Depresyon en çok kadınlarda görülüyor


Birçok hastalıkta olduğu gibi ruhsal hastalıklarda ve dolayısıyla depresyonda da en çok kadınlar risk altında. Kadınların erkeklere oranla daha fazla risk altında olma nedenlerini açıklayan Tiryaki, toplumsal baskıya dikkat çekerek, “Sebepleri geniş bir yelpazede görebiliriz. Kadınlar, depresyon açısından çok daha büyük bir risk altında. Burada toplumsal cinsiyetin bir payı olduğunu görebiliyoruz. Erkeklerde ruhsal sorunlar, alkol-madde kullanımı gibi alışkanlıklar, depresyondan başka görünümlerle ortaya çıkabildiği için depresyon tablosu kliniğe daha az yansıya bilmektedir. Kadında ise toplumsal yapının kadını baskılaması, öfkesini bile göstermesini engelleyici olması, kadınlarda, depresyonun daha yaygın olmasının nedenleri arasında” ifadelerini kullandı.

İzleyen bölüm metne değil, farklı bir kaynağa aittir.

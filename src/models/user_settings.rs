use serde::{Deserialize, Serialize};

/// Per-user choice of how `rules::suggest` should narrow down matches across
/// a transaction's matching rules. Stored as JSONB; defaults to `AllMatches`
/// when a user has no settings row yet.
#[derive(Debug, Clone, Copy, PartialEq, Serialize, Deserialize)]
#[serde(tag = "kind", rename_all = "snake_case")]
pub enum SuggestionStrategyConfig {
    AllMatches,
    TopN { n: usize },
    ConfidenceThreshold { threshold: f64 },
    PriorityFiltered,
}

impl Default for SuggestionStrategyConfig {
    fn default() -> Self {
        SuggestionStrategyConfig::AllMatches
    }
}
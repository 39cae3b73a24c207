use bigdecimal::BigDecimal;
use serde::{Deserialize, Serialize};
use sqlx::FromRow;
use uuid::Uuid;

#[derive(Debug, Clone, Copy, PartialEq, Eq, Serialize, Deserialize, sqlx::Type)]
#[sqlx(type_name = "text", rename_all = "UPPERCASE")]
#[serde(rename_all = "UPPERCASE")]
pub enum CategoryType {
    Income,
    Expense,
}

#[derive(Debug, Clone, Copy, PartialEq, Eq, Serialize, Deserialize, sqlx::Type)]
#[sqlx(type_name = "text", rename_all = "snake_case")]
#[serde(rename_all = "snake_case")]
pub enum RuleInheritanceMode {
    Additive,
    Override,
    Disabled,
}

#[derive(Debug, Clone, Copy, PartialEq, Eq, Serialize, Deserialize)]
#[serde(rename_all = "snake_case")]
pub enum RuleField {
    Description,
    Payee,
    Memo,
    Amount,
}

#[derive(Debug, Clone, Copy, PartialEq, Eq, Serialize, Deserialize)]
#[serde(rename_all = "snake_case")]
pub enum RuleCondition {
    Contains,
    StartsWith,
    EndsWith,
    Equals,
    Regex,
    AmountGreater,
    AmountLess,
    AmountBetween,
}

#[derive(Debug, Clone, PartialEq, Serialize, Deserialize)]
pub struct CategoryRule {
    pub rule_id: Uuid,
    pub field_to_match: RuleField,
    pub condition: RuleCondition,
    pub value: String,
    pub case_sensitive: bool,
    pub priority: i32,
    pub enabled: bool,
    pub confidence: f64,
    pub amount_min: Option<BigDecimal>,
    pub amount_max: Option<BigDecimal>,
    pub allow_multiple_matches: bool,
    pub auto_suggest: bool,
}

#[derive(Debug, Clone, Serialize, Deserialize, FromRow)]
pub struct Category {
    pub category_id: Uuid,
    pub user_id: Uuid,
    pub name: String,
    pub category_type: CategoryType,
    pub parent_category_id: Option<Uuid>,
    pub inherit_parent_rules: bool,
    pub rule_inheritance_mode: RuleInheritanceMode,
    #[sqlx(json)]
    pub rules: sqlx::types::Json<Vec<CategoryRule>>,
    pub icon: Option<String>,
    pub color: Option<String>,
    pub created_at: chrono::DateTime<chrono::Utc>,
    pub updated_at: chrono::DateTime<chrono::Utc>,
}

#[derive(Debug, Clone, Serialize, Deserialize)]
pub struct CreateCategory {
    pub name: String,
    pub category_type: CategoryType,
    pub parent_category_id: Option<Uuid>,
    pub inherit_parent_rules: bool,
    pub rule_inheritance_mode: RuleInheritanceMode,
    pub rules: Vec<CategoryRule>,
    pub icon: Option<String>,
    pub color: Option<String>,
}

impl Category {
    pub fn new(user_id: Uuid, input: CreateCategory) -> Self {
        let now = chrono::Utc::now();
        Self {
            category_id: Uuid::new_v4(),
            user_id,
            name: input.name,
            category_type: input.category_type,
            parent_category_id: input.parent_category_id,
            inherit_parent_rules: input.inherit_parent_rules,
            rule_inheritance_mode: input.rule_inheritance_mode,
            rules: sqlx::types::Json(input.rules),
            icon: input.icon,
            color: input.color,
            created_at: now,
            updated_at: now,
        }
    }
}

Prof. Dr. Ahmet Tiryaki, kadınların daha riskli bir grupta yer almasının nedenlerinden birinin de biyolojisi olduğunu belirterek, “Hormonal özellikleri de depresyona zemin hazırlıyor. İlk adet görmeden menopoza kadar artan bir risk söz konusu. Gebelik döneminde, doğum sonrası dönemde yaşanan hormonal değişiklikler açısından bakıldığında, kadın cinsiyetinin daha riskli olduğunu görebiliyoruz” dedi.


Tiryaki depresyonun diğer nedenlerini de şöyle sıraladı: “Cinsiyet önemli bir faktör, alkol-madde kullanımı depresyonda ciddi etken, diğer tıbbi hastalıklar, işsizlik, maddi sorunlar, boşanma, erken ebeveyn kaybı, çocukluk döneminde maruz kalınan istismar (cinsel, fiziksel, duygusal) depresyonla ciddi ilişkili faktörler arasında”.


Yaşadığımız her hastalık artık çocuklarımızda da görülüyor, birçok hastalıkta olduğu gibi depresyonda da yaş sınırı düşük ve çocuklar da risk altında. Çocuklarda, normalin dışında görülen belirtilerin, hiperaktiflik olarak çatı bir ifade ile değerlendirilmek yerine, izlenmesi gerektiğine vurgu yapan Tiryaki, “Depresyon, yaşam boyu farklı görünümlerle karşımıza çıkar. Ergenlikle birlikte daha yakından tanıdığımız bir depresyon ile karşılaşıyoruz. Çocukluk ve yaşlılık depresyonlarının klinik görüntülerinde ise bazı farklılıklar var. Çocuklar depresyona girmez diye bir düşüncemiz yok. Depresyon çocuklarda huzursuzluk, mutsuzluk, hırçınlık, isteksizlik gibi kendini gösterebilir” ifadelerini kullandı.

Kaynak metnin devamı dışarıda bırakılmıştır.